Urban Bees is in the fifth year of its partnership with auditor’s Price Waterhouse Coopers. Here’s a timeline showing the progress that’s been made to help wild bees at the company’s offices and by staff too:
2022: Better planting for bees
PWC’s London gardener, who we work with at Weil law firm, asked us how to make the terraces and roofs at PCW’s two London offices better for bees and other pollinators. As a result, he planted more fruit trees and early and late flowering perennials, shrubs and herbs at the Embankment office terraces.
2023: Bee safaris at Embankment office
We gave a series of talks to staff about different bees and their importance and how we can help them. We ran our first bee safari on August 3 and saw honeybees (other companies have hives nearby, so they forage on the PWC terraces), a Buff-tailed bumblebee (Bombus terrestris) and a Common carder bee (Bombus pascuroum). Lavender proved the biggest hit with the bees. The second bee safari took place during a September heatwave. The lavender had gone, so the bees were on a mixture of Catmint (Nepeta), a shrub called Bluebeard or Caryopteris x clandonensis and Anise hyssop (Agastache foeniculum). We didn’t see much variety of bees – just the same as last month.
Comments from staff:
“Loved the bee safari. I never knew there was more than one type of bee and that only one makes honey.”
“Can’t wait to start planting some of these flowers in my garden and see which bees arrive.”
“What a great way to spend my lunch hour. I’ve learned so many new things.”
“Looking forward to seeing different bees next spring.”
“My daughter is going to love this bee guide. Maybe they can do something similar at her school.”
2024: Bee hotels and boxes installed and workshops



- Installed bee hotels for cavity-nesting bees and a bee observation box at EP so staff can see the life cycle of a Red mason bee nesting in the box – Red mason bees nested in the hotels and observation boxes on 8th and 3rd floor terraces.
- Installed a bee sand planter for ground-nesting mining bees – no evidence it is being used.
- Put up signs about the different bees staff may see visiting the terraces
- Ran summer bee safaris and bee hotel workshops for London staff
- Visited regional offices (Birmingham, Bristol and Manchester) to run bee hotel workshops where in total 90 staff assemble flat-pack wooden bee hotels to take home and learned about bees and how to help them
- Advised contractors how to make terraces and rooftops in regional offices better for bees and biodiversity.

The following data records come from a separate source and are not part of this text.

//! Rent request DTOs
//!
//! Dates cross the wire as ISO 8601 strings, monetary fields as decimal
//! strings.

use serde::{Deserialize, Serialize};
use utoipa::{IntoParams, ToSchema};
use uuid::Uuid;
use validator::Validate;

use crate::application::services::rent_request::{PaymentOutcome, RentRequestDetails};
use crate::domain::access::AllowedActions;
use crate::domain::property::Property;
use crate::domain::rent_request::RentRequest;
use crate::domain::user::User;
use crate::interfaces::http::modules::checkouts::dto::CheckoutDto;

/// Request to open a new rent request
#[derive(Debug, Deserialize, ToSchema)]
pub struct CreateRentRequestRequest {
    pub property_id: Uuid,
    /// Check-in date (ISO 8601, YYYY-MM-DD)
    pub check_in: String,
    /// Check-out date (ISO 8601, YYYY-MM-DD)
    pub check_out: String,
}

/// Rent request details in API responses
#[derive(Debug, Serialize, ToSchema)]
pub struct RentRequestDto {
    pub id: Uuid,
    pub property_id: Uuid,
    pub renter_id: Uuid,
    pub owner_id: Uuid,
    pub check_in: String,
    pub check_out: String,
    /// pending, confirmed, paid, completed, rejected, cancelled or
    /// cancelled_by_owner
    pub status: String,
    /// Decimal string, minor-unit exact
    pub rent_amount: String,
    /// Decimal string, minor-unit exact
    pub deposit_amount: String,
    pub currency: String,
    pub created_at: String,
    pub updated_at: String,
}

impl From<&RentRequest> for RentRequestDto {
    fn from(r: &RentRequest) -> Self {
        Self {
            id: r.id,
            property_id: r.property_id,
            renter_id: r.renter_id,
            owner_id: r.owner_id,
            check_in: r.check_in.to_string(),
            check_out: r.check_out.to_string(),
            status: r.status.as_str().to_string(),
            rent_amount: r.rent_amount.to_string(),
            deposit_amount: r.deposit_amount.to_string(),
            currency: r.currency.clone(),
            created_at: r.created_at.to_rfc3339(),
            updated_at: r.updated_at.to_rfc3339(),
        }
    }
}

/// Embedded property summary
#[derive(Debug, Serialize, ToSchema)]
pub struct PropertySummaryDto {
    pub id: Uuid,
    pub title: String,
    pub address: String,
    pub rent_amount: String,
    pub deposit_amount: String,
    pub currency: String,
}

impl From<&Property> for PropertySummaryDto {
    fn from(p: &Property) -> Self {
        Self {
            id: p.id,
            title: p.title.clone(),
            address: p.address.clone(),
            rent_amount: p.rent_amount.to_string(),
            deposit_amount: p.deposit_amount.to_string(),
            currency: p.currency.clone(),
        }
    }
}

/// Embedded renter summary
#[derive(Debug, Serialize, ToSchema)]
pub struct UserSummaryDto {
    pub id: Uuid,
    pub display_name: String,
    pub email: String,
}

impl From<&User> for UserSummaryDto {
    fn from(u: &User) -> Self {
        Self {
            id: u.id,
            display_name: u.display_name.clone(),
            email: u.email.clone(),
        }
    }
}

/// Rent request with embedded property and renter summaries
#[derive(Debug, Serialize, ToSchema)]
pub struct RentRequestDetailsDto {
    #[serde(flatten)]
    pub request: RentRequestDto,
    pub property: Option<PropertySummaryDto>,
    pub user_info: Option<UserSummaryDto>,
}

impl From<&RentRequestDetails> for RentRequestDetailsDto {
    fn from(d: &RentRequestDetails) -> Self {
        Self {
            request: RentRequestDto::from(&d.request),
            property: d.property.as_ref().map(PropertySummaryDto::from),
            user_info: d.renter.as_ref().map(UserSummaryDto::from),
        }
    }
}

/// Query parameters for the rent request list
#[derive(Debug, Deserialize, IntoParams)]
pub struct ListRentRequestsQuery {
    /// Which side of the agreement to list: "renter" (default) or "owner"
    pub role: Option<String>,
    pub page: Option<u64>,
    pub limit: Option<u64>,
}

/// Payment request body
#[derive(Debug, Deserialize, Validate, ToSchema)]
pub struct PayRequest {
    /// Client-supplied token making retries safe
    #[validate(length(min = 1, max = 100, message = "idempotency_key is required"))]
    pub idempotency_key: String,
}

/// Payment result
#[derive(Debug, Serialize, ToSchema)]
pub struct PaymentDto {
    pub id: Uuid,
    pub rent_request_id: Uuid,
    /// Decimal string: rent plus deposit
    pub amount: String,
    pub currency: String,
    pub transaction_ref: String,
    /// External gateway redirect, when configured
    pub redirect_url: Option<String>,
    pub created_at: String,
}

impl From<&PaymentOutcome> for PaymentDto {
    fn from(o: &PaymentOutcome) -> Self {
        Self {
            id: o.record.id,
            rent_request_id: o.record.rent_request_id,
            amount: o.record.amount.to_string(),
            currency: o.record.currency.clone(),
            transaction_ref: o.record.transaction_ref.clone(),
            redirect_url: o.redirect_url.clone(),
            created_at: o.record.created_at.to_rfc3339(),
        }
    }
}

/// Request to check out of a paid rental
#[derive(Debug, Deserialize, Validate, ToSchema)]
pub struct RequestCheckoutRequest {
    /// "normal" (default) or "early_release"
    pub kind: Option<String>,
    #[validate(length(max = 500, message = "reason must be at most 500 characters"))]
    pub reason: Option<String>,
}

/// Per-actor action flags mirrored from the access guard
#[derive(Debug, Serialize, ToSchema)]
pub struct AllowedActionsDto {
    pub can_confirm: bool,
    pub can_reject: bool,
    pub can_cancel: bool,
    pub can_cancel_confirmed: bool,
    pub can_pay: bool,
    pub can_request_checkout: bool,
    pub can_owner_confirm: bool,
    pub can_owner_reject: bool,
    pub can_agent_decide: bool,
}

impl From<&AllowedActions> for AllowedActionsDto {
    fn from(a: &AllowedActions) -> Self {
        Self {
            can_confirm: a.can_confirm,
            can_reject: a.can_reject,
            can_cancel: a.can_cancel,
            can_cancel_confirmed: a.can_cancel_confirmed,
            can_pay: a.can_pay,
            can_request_checkout: a.can_request_checkout,
            can_owner_confirm: a.can_owner_confirm,
            can_owner_reject: a.can_owner_reject,
            can_agent_decide: a.can_agent_decide,
        }
    }
}

/// Current checkout state for one rental
#[derive(Debug, Serialize, ToSchema)]
pub struct CheckoutStatusDto {
    pub rent_request: RentRequestDto,
    pub checkout: Option<CheckoutDto>,
    /// Human-readable summary of where the checkout stands
    pub message: String,
    pub actions: AllowedActionsDto,
}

2025: More safaris and regional workshops



- Presented an introduction to bees webinar for World Bee Day, May 20
- Delivered bee hotel workshops in Birmingham (pictured above), Leeds, Manchester and Bristol
- Following our report to contractors, planting has been improved on the Manchester terraces where we ran bee hotel workshop in July.
- Bee safaris on the terraces at the EP offices
More London



In November 2025, at More London, Level 3 Terrace, we installed bee hotels and put up a post for an observation box to install in spring 2026 in the knowlege that there is now enough forage for the bees to feed on in spring. On Level 3 and Level 1, we also attached bird boxes to silver birch trees for birds to nest in, but they may also be used by Tree bumblebees once the chicks have fledged.
2026
- Bee safaris at More London and EP to learn to ID different bees and to see the life cycle of the bees in the bee observation box
- Bee hotel workshops in Glasgow, Belfast, Leeds, Manchester, Birmingham, London.
- Improve spring forage at regional offices
- Work with gardener, Matt, to improve native planting on terraces at EP following biodiversity report.